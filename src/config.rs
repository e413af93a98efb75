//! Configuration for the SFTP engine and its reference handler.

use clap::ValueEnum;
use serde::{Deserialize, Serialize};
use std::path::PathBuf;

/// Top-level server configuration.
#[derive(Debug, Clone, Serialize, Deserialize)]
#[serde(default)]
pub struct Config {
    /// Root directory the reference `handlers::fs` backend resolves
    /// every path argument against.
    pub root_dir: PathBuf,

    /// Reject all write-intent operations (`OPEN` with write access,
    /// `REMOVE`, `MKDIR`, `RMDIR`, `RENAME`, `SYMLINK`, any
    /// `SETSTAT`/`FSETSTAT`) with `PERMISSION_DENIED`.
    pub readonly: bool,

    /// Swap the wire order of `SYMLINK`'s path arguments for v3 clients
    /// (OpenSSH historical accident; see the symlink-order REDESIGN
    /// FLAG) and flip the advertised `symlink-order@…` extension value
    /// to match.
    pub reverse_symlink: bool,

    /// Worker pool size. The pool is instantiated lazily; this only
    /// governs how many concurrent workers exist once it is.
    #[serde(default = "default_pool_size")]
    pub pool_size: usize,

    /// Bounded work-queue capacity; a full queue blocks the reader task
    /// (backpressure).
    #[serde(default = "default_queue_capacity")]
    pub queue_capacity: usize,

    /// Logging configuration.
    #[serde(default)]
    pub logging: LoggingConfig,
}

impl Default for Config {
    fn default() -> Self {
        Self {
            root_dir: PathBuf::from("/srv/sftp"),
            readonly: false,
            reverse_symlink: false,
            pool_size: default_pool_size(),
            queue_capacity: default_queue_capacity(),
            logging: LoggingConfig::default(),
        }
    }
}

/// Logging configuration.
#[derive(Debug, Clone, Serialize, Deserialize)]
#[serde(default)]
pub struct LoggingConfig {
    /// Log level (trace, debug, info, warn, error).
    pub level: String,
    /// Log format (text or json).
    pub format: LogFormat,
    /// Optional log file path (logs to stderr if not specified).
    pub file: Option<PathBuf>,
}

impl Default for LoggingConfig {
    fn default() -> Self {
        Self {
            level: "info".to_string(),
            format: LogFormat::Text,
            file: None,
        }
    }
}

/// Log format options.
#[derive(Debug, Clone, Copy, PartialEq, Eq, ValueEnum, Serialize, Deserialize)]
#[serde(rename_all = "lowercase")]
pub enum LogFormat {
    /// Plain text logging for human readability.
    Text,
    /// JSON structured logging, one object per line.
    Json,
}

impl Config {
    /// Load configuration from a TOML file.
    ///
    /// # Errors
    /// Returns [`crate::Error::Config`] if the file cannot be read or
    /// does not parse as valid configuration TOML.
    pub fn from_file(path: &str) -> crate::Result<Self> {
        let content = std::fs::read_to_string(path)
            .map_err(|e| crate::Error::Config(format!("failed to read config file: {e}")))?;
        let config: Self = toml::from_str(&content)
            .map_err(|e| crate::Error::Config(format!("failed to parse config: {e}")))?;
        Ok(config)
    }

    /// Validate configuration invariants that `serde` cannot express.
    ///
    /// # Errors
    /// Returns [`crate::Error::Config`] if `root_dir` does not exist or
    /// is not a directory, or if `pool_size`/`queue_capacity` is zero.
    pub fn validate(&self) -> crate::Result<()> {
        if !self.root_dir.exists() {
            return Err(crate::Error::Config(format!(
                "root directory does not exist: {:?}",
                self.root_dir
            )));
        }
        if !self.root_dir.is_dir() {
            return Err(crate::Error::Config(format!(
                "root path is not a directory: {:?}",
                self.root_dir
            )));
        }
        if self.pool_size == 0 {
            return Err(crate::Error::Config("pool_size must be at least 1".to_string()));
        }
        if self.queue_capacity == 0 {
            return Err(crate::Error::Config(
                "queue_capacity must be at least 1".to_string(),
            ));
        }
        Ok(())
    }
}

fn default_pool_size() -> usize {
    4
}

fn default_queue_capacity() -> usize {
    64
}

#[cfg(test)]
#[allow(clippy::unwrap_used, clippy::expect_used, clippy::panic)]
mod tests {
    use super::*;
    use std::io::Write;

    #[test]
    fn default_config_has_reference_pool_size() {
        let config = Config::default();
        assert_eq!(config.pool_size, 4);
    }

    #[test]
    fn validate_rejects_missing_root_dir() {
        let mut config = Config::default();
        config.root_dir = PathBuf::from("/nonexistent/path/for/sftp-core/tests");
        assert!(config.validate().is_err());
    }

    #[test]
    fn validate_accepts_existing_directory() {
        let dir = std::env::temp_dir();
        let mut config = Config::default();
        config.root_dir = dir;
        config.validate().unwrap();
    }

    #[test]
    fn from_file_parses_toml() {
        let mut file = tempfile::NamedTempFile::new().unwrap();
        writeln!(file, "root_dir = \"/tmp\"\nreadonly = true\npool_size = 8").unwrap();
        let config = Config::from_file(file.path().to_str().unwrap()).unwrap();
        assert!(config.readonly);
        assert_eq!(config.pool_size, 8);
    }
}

────

*ACTIVITY*
Copy out each line in the preceding records that contains "impl".

*OUTPUT OF THE EXERCISE*
impl Default for Config {
impl Default for LoggingConfig {
impl Config {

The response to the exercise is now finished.